異端的權利 斯蒂芬·茨威格 12120 2018-03-20
第一章加爾文攫取權力 一五三六年五月二十一比星期日,日內瓦的自由市民們被一陣號角聲正式召集到主要廣場上,舉起他們的右手,一致同意從此之後將全部“按照上帝的福音和格言”生活。 那是通過公民投票後(一種至今仍在瑞士流行的極端民主化的製度)在前主教府裡宣布的:改革後的宗教從此是日內瓦唯一合法批准的信仰——自治城的信仰。要把老的天主教信仰從羅納河濱的本城逐出,並將其徹底摧毀,全部消滅,用幾年時間就夠了。在暴徒們的威脅下,最後一批教士、牧師、修士和修女們都已被從修道院趕出來。所有的教堂無一例外,都被清除了偶像和其它“迷信”信物。於是最後迎來了這五月的節日以確定這一勝利。從這一天起,在日內瓦,新教教會不僅佔了優勢,而且掌握了全部統治權。

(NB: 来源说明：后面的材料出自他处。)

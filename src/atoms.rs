//! The regex atom library.
//!
//! Named sub-patterns are assembled from the vocabulary tables into the two
//! compiled top-level patterns: [`NAME_PATTERN`] for whole scientific names
//! and [`AUTHORSHIP_PATTERN`] for free-standing authorship strings.
//!
//! ## Group contract
//!
//! Both patterns expose *named* capture groups; extraction is keyed on the
//! names listed in [`NAME_GROUPS`] and never on positional indices, so the
//! pattern structure can change without touching the extractor as long as the
//! group names stay stable:
//!
//! ```text
//! nothogen    hybrid sign before the monomial
//! monomial    genus or uninomial (or `?` placeholder genus)
//! infragen    infrageneric epithet in parentheses
//! rankgen     infrageneric rank marker (`sect.`, `subgen.`, ...)
//! infragen2   infrageneric epithet following `rankgen`
//! nothosp     hybrid sign before the specific epithet
//! epithet     specific epithet
//! rankmarker  rank marker between/after epithets
//! nothoinf    hybrid sign before the infraspecific epithet
//! infepithet  infraspecific epithet
//! cultivar    cultivar epithet in single quotes
//! phrase      phrase-name phrase  /  voucher: its voucher in parens
//! strain      strain designation
//! basex/basauth/bassanct/basyear      basionym authorship (ex/team/sanct/year)
//! combex/combauth/combsanct/combyear  combination authorship
//! tail        unconsumed remainder (controls `State`)
//! ```
//!
//! The underlying engine is linear-time, so the atoms avoid lookaround
//! entirely; exclusions the original grammar expressed with negative
//! lookahead (blacklisted epithets, author particles in epithet position) are
//! validated by the parsing job *after* matching instead.

use once_cell::sync::Lazy;
use regex::Regex;

use crate::vocab;

/// Uppercase letters allowed to start a monomial.
pub(crate) const NAME_UPPER: &str = "A-ZÏËÖÜÄÉÈČÁÀÆŒ";
/// Lowercase letters allowed in epithets.
pub(crate) const NAME_LOWER: &str = "a-zïëöüäåéèčáàæœ";
/// Uppercase letters allowed in author names.
const AUTHOR_UPPER: &str = "A-ZÁÀÂÄÃÅČÇĆĐÉÈÊËÍÌÎÏĹĽŁÑÓÒÔÖÕØŚŠŞÞÚÙÛÜÝŸŽ";
/// Lowercase letters allowed in author names.
const AUTHOR_LOWER: &str = "a-zàáâäãåæçčćđèéêëìíîïĺľłñòóôöõøśšşßþùúûüýÿž";

/// Lowercase epithet of two or more letters, hyphens allowed inside.
pub(crate) fn epithet() -> String {
    format!("[{NAME_LOWER}](?:-?[{NAME_LOWER}])+")
}

/// Capitalised genus-like token of two or more letters, optionally a
/// hyphenated compound.
pub(crate) fn monomial() -> String {
    format!("[{NAME_UPPER}][{NAME_LOWER}]+(?:-[{NAME_UPPER}]?[{NAME_LOWER}]+)?")
}

/// A single author: optional initials, optional lowercase particles, a
/// surname (possibly an abbreviation ending in a dot), an optional filius
/// suffix. Also admits the pseudo authors `anon.`, `hort.` and the `al.` of
/// author team et-al tails.
pub(crate) fn author() -> String {
    let particles = vocab::AUTHOR_PARTICLES.join("|");
    format!(
        "(?:(?:[{AUTHOR_UPPER}](?:[{AUTHOR_LOWER}]{{0,2}})?\\.[ -]?){{0,3}}\
         (?:(?:{particles}) )*\
         (?:[dDlLoO]['’])?\
         [{AUTHOR_UPPER}][{AUTHOR_UPPER}{AUTHOR_LOWER}'-]*\\.?\
         (?: ?f(?:il)?\\.)?\
         |anon\\.?|hort\\.?|al\\.?)"
    )
}

/// One or more authors joined by commas, ampersands or `et`/`and`.
pub(crate) fn author_team() -> String {
    let author = author();
    format!("{author}(?:(?: ?[,;&] ?| (?:et|and) ){author})*")
}

/// Four-digit year with the loose decorations seen in the wild: brackets,
/// letter suffix, question mark, trailing range.
pub(crate) fn year_loose() -> String {
    "\\[?[12][0-9]{3}[a-dh]?\\??\\]?(?: ?[-/] ?[0-9]{1,4})?".to_string()
}

/// An authorship block: optional ex-authors, the author team and an optional
/// sanctioning author, captured as `{prefix}ex`, `{prefix}auth`,
/// `{prefix}sanct`.
fn authorship_group(prefix: &str) -> String {
    let team = author_team();
    let author = author();
    format!("(?:(?P<{prefix}ex>{team}) ex\\.? )?(?P<{prefix}auth>{team})(?: ?: ?(?P<{prefix}sanct>{author}))?")
}

/// Alternation of rank marker stems, longest first, with a word boundary and
/// an optional trailing dot.
fn rank_marker_alternation() -> String {
    let stems: Vec<String> =
        vocab::marker_stems_longest_first().iter().map(|s| regex::escape(s)).collect();
    format!("(?:notho)?(?:{})\\b\\.?", stems.join("|"))
}

fn infrageneric_marker_alternation() -> String {
    let stems: Vec<String> =
        vocab::infrageneric_marker_stems().iter().map(|s| regex::escape(s)).collect();
    format!("(?:{})\\b\\.?", stems.join("|"))
}

/// The group names of [`NAME_PATTERN`], in match order. The extractor in the
/// parsing job iterates this table; see the module docs for the contract.
pub(crate) const NAME_GROUPS: &[&str] = &[
    "nothogen", "monomial", "infragen", "rankgen", "infragen2", "nothosp", "epithet",
    "rankmarker", "nothoinf", "infepithet", "cultivar", "phrase", "voucher", "strain", "basex",
    "basauth", "bassanct", "basyear", "combex", "combauth", "combsanct", "combyear", "tail",
];

fn build_name_pattern() -> String {
    let monomial = monomial();
    let epithet = epithet();
    let year = year_loose();
    let markers = rank_marker_alternation();
    let infragen_markers = infrageneric_marker_alternation();
    let bas = authorship_group("bas");
    let comb = authorship_group("comb");

    format!(
        "^\
         (?P<nothogen>×)? ?\
         (?P<monomial>{monomial}|[{NAME_UPPER}]\\.)\
         (?: \\((?P<infragen>{monomial})\\))?\
         (?: (?P<rankgen>{infragen_markers}) ?(?P<infragen2>{monomial}))?\
         (?: (?P<nothosp>×)? ?(?P<epithet>{epithet}))?\
         (?: (?P<rankmarker>{markers}))?\
         (?: (?P<nothoinf>×)? ?(?P<infepithet>{epithet}))?\
         (?: '(?P<cultivar>.+)')?\
         (?: (?P<phrase>[{NAME_UPPER}][{NAME_LOWER}]+(?: [{NAME_UPPER}][{NAME_LOWER}]+){{0,3}}) \\((?P<voucher>[^()]+)\\))?\
         (?: (?P<strain>[A-Z][A-Z0-9-]*[0-9][A-Z0-9-]*))?\
         (?: ?\\( ?(?:{bas})?,? ?(?P<basyear>{year})? ?\\))?\
         (?: ?{comb})?\
         (?:,? ?\\(?(?P<combyear>{year})\\)?)?\
         (?:[ ,;](?P<tail>.*))?\
         $"
    )
}

fn build_authorship_pattern() -> String {
    let year = year_loose();
    let bas = authorship_group("bas");
    let comb = authorship_group("comb");

    format!(
        "^\
         (?: ?\\( ?(?:{bas})?,? ?(?P<basyear>{year})? ?\\))?\
         (?: ?{comb})?\
         (?: ?\\(?,? ?(?P<combyear>{year})\\)?)?\
         (?:[ ,;](?P<tail>.*))?\
         $"
    )
}

/// The compiled top-level name pattern.
pub(crate) static NAME_PATTERN: Lazy<Regex> =
    Lazy::new(|| Regex::new(&build_name_pattern()).unwrap());

/// The compiled authorship-only pattern. More reliable than the name pattern
/// when the caller already knows there are no epithets in the string.
pub(crate) static AUTHORSHIP_PATTERN: Lazy<Regex> =
    Lazy::new(|| Regex::new(&build_authorship_pattern()).unwrap());

/// Names that lead with a rank marker and no genus, e.g. `var. alpina`.
pub(crate) static MISSING_GENUS_PATTERN: Lazy<Regex> = Lazy::new(|| {
    Regex::new(&format!("^(?P<rankmarker>{}) ?(?P<infepithet>{})$", rank_marker_alternation(), epithet()))
        .unwrap()
});

#[cfg(test)]
mod tests {
    use super::*;

    fn whole(re: &Regex, text: &str) -> bool {
        re.captures(text).map(|c| c.get(0).map(|m| m.as_str() == text).unwrap_or(false)).unwrap_or(false)
    }

    #[test]
    fn author_atom_matches_common_forms() {
        let re = Regex::new(&format!("^{}$", author())).unwrap();
        for ok in ["L.", "Mill.", "DC.", "H.Karst.", "Balf.f.", "Jørgensen", "van der Veken", "Christenson", "d'Urv."] {
            assert!(re.is_match(ok), "author should match {ok:?}");
        }
        for bad in ["alba", "1899", "×"] {
            assert!(!whole(&re, bad), "author should not match {bad:?}");
        }
    }

    #[test]
    fn team_atom_joins_authors() {
        let re = Regex::new(&format!("^{}$", author_team())).unwrap();
        for ok in ["Balf.f. & Forrest", "Cleve", "Jones, Smith & Brown", "Smith et al."] {
            assert!(re.is_match(ok), "team should match {ok:?}");
        }
    }

    #[test]
    fn year_atom() {
        let re = Regex::new(&format!("^{}$", year_loose())).unwrap();
        for ok in ["1899", "1899?", "[1899]", "1899a", "1899-1901", "2003"] {
            assert!(re.is_match(ok), "year should match {ok:?}");
        }
        assert!(!re.is_match("899"));
    }

    #[test]
    fn name_pattern_binomial_groups() {
        let caps = NAME_PATTERN.captures("Abies alba Mill.").unwrap();
        assert_eq!(caps.name("monomial").unwrap().as_str(), "Abies");
        assert_eq!(caps.name("epithet").unwrap().as_str(), "alba");
        assert_eq!(caps.name("combauth").unwrap().as_str(), "Mill.");
        assert!(caps.name("tail").map(|m| m.as_str().is_empty()).unwrap_or(true));
    }

    #[test]
    fn name_pattern_basionym_groups() {
        let caps = NAME_PATTERN.captures("Picea abies (L.) H.Karst.").unwrap();
        assert_eq!(caps.name("basauth").unwrap().as_str(), "L.");
        assert_eq!(caps.name("combauth").unwrap().as_str(), "H.Karst.");
    }

    #[test]
    fn name_pattern_zoological_years() {
        let caps = NAME_PATTERN.captures("Protoscenium simplex (Cleve, 1899) Jørgensen, 1905").unwrap();
        assert_eq!(caps.name("basauth").unwrap().as_str(), "Cleve");
        assert_eq!(caps.name("basyear").unwrap().as_str(), "1899");
        assert_eq!(caps.name("combauth").unwrap().as_str(), "Jørgensen");
        assert_eq!(caps.name("combyear").unwrap().as_str(), "1905");
    }

    #[test]
    fn name_pattern_trinomial_with_marker() {
        let caps = NAME_PATTERN.captures("Abies alba subsp. alpina Mill.").unwrap();
        assert_eq!(caps.name("epithet").unwrap().as_str(), "alba");
        assert_eq!(caps.name("rankmarker").unwrap().as_str(), "subsp.");
        assert_eq!(caps.name("infepithet").unwrap().as_str(), "alpina");
        assert_eq!(caps.name("combauth").unwrap().as_str(), "Mill.");
    }

    #[test]
    fn name_pattern_terminal_marker() {
        let caps = NAME_PATTERN.captures("Abies sp.").unwrap();
        assert_eq!(caps.name("monomial").unwrap().as_str(), "Abies");
        assert!(caps.name("epithet").is_none());
        assert_eq!(caps.name("rankmarker").unwrap().as_str(), "sp.");
    }

    #[test]
    fn name_pattern_infrageneric() {
        let caps = NAME_PATTERN.captures("Maxillaria sect. Multiflorae Christenson").unwrap();
        assert_eq!(caps.name("rankgen").unwrap().as_str(), "sect.");
        assert_eq!(caps.name("infragen2").unwrap().as_str(), "Multiflorae");
        assert_eq!(caps.name("combauth").unwrap().as_str(), "Christenson");
    }

    #[test]
    fn name_pattern_notho_and_cultivar() {
        let caps = NAME_PATTERN.captures("×Abies Mill.").unwrap();
        assert_eq!(caps.name("nothogen").unwrap().as_str(), "×");
        assert_eq!(caps.name("monomial").unwrap().as_str(), "Abies");

        let caps = NAME_PATTERN.captures("Rhododendron 'Cunningham's White'").unwrap();
        assert_eq!(caps.name("cultivar").unwrap().as_str(), "Cunningham's White");
    }

    #[test]
    fn name_pattern_sanctioning_author() {
        let caps = NAME_PATTERN.captures("Agaricus campestris L. : Fr.").unwrap();
        assert_eq!(caps.name("combauth").unwrap().as_str(), "L.");
        assert_eq!(caps.name("combsanct").unwrap().as_str(), "Fr.");
    }

    #[test]
    fn name_pattern_leaves_tail() {
        let caps = NAME_PATTERN.captures("Abies alba Mill. some junk here").unwrap();
        assert_eq!(caps.name("epithet").unwrap().as_str(), "alba");
        let tail = caps.name("tail").unwrap().as_str();
        assert!(tail.contains("junk"), "tail was {tail:?}");
    }

    #[test]
    fn authorship_pattern_groups() {
        let caps = AUTHORSHIP_PATTERN.captures("(Cleve, 1899) Jørgensen, 1905").unwrap();
        assert_eq!(caps.name("basauth").unwrap().as_str(), "Cleve");
        assert_eq!(caps.name("basyear").unwrap().as_str(), "1899");
        assert_eq!(caps.name("combauth").unwrap().as_str(), "Jørgensen");
        assert_eq!(caps.name("combyear").unwrap().as_str(), "1905");
    }

    #[test]
    fn authorship_pattern_ex_authors() {
        let caps = AUTHORSHIP_PATTERN.captures("(Pers. ex Willd.) Sm.").unwrap();
        assert_eq!(caps.name("basex").unwrap().as_str(), "Pers.");
        assert_eq!(caps.name("basauth").unwrap().as_str(), "Willd.");
        assert_eq!(caps.name("combauth").unwrap().as_str(), "Sm.");
    }

    #[test]
    fn missing_genus_pattern() {
        let caps = MISSING_GENUS_PATTERN.captures("var. alpina").unwrap();
        assert_eq!(caps.name("rankmarker").unwrap().as_str(), "var.");
        assert_eq!(caps.name("infepithet").unwrap().as_str(), "alpina");
    }

    #[test]
    fn group_table_is_exhaustive() {
        let names: Vec<&str> = NAME_PATTERN.capture_names().flatten().collect();
        for name in names {
            assert!(NAME_GROUPS.contains(&name), "group {name:?} missing from NAME_GROUPS");
        }
    }
}
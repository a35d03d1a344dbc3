//! Author name vocabulary: surname particles and placeholder authors.

use once_cell::sync::Lazy;
use std::collections::HashSet;

/// Lowercase particles that may precede a surname (`van der Veken`,
/// `de la Torre`). Multi-word particles are expressed by repetition of the
/// single-word forms in the author pattern.
pub(crate) static AUTHOR_PARTICLES: &[&str] = &[
    "af", "av", "a", "ab", "al", "ap", "auf", "bin", "da", "dal", "dalla", "de", "degli", "dei",
    "del", "della", "den", "der", "des", "di", "do", "don", "dos", "du", "el", "ibn", "la", "le",
    "ten", "ter", "van", "vander", "vd", "vom", "von", "zu", "zum", "zur",
];

static PARTICLE_SET: Lazy<HashSet<&'static str>> =
    Lazy::new(|| AUTHOR_PARTICLES.iter().copied().collect());

/// True when a lowercase token is a known surname particle.
pub(crate) fn is_particle(token: &str) -> bool {
    PARTICLE_SET.contains(token.trim_end_matches('.'))
}

#[cfg(test)]
mod tests {
    use super::*;

    #[test]
    fn particles() {
        assert!(is_particle("van"));
        assert!(is_particle("der"));
        assert!(is_particle("de"));
        assert!(!is_particle("alba"));
    }
}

在日內瓦,這一激進而不受約束的宗教改革主要是由一個名叫法里爾的恐怖主義分子推進的。他是一名傳教士,一個喜怒無常之徒,外表吝嗇,盛氣凌人而又冷酷無情。連好心腸的伊拉茲馬斯都說:“在我一生中從來沒有見過那樣放肆、那樣無恥的東西。”這一“法國的路德”對群眾施加了壓倒之勢的影響,他個子不大,面目醜陋,紅鬍子,頭髮邋裡邋遢,當他從佈道台上向群氓們大聲吼叫時,他狂暴的天性激起了他們感情的風暴。正像丹東是政治上的革命家一樣,法里爾是宗教圈子裡的革命家。他能把群眾分散而隱藏的天性串連起來,燃起猛烈的攻擊之火。在勝利之前,法里爾曾經冒過生命危險。在農村,他上百次地被人投擲石塊、被監禁,並被各地當局取締,但其人精力過人,毫無理性,井被一個信念所支配。他用暴力來壓倒對手的對抗。他帶了一小隊沖鋒隊作保鏢,無法無天地進入一所天主教堂,當時教士們正在祭壇上作彌撒。他擠上佈道台,在支持者的歡呼聲中,大聲譴責反基督教分子。他組織了一批街頭流浪漢作為第二武裝供其使用,煽動一幫孩子在禮拜時間襲擊教堂,用怪叫、發出象鴨子一樣嘎嘎的聲音和放聲大笑擾亂天主教徒的祈禱。最後,因追隨的人數增加更加膽壯,他動員保鏢發動最後攻擊,指示他們侵入修道院,從牆上撕下聖像,將這些“偶像”付之一炬。這一野蠻的武力行徑取得了成功。假定多數人是一盤散沙,少數人的積極行動,在顯示其罕見的勇氣,隨時準備使用恐怖手段的情況下,就能嚇倒多數人。天主教徒抗議那些鬧事活動,試圖使市行政會行使職權,但是大部分時間他們卻靜靜地待在教堂裡。最後,主教將他的教區拱手讓給了勝利了的改革派,沒有還一下手就逃跑了。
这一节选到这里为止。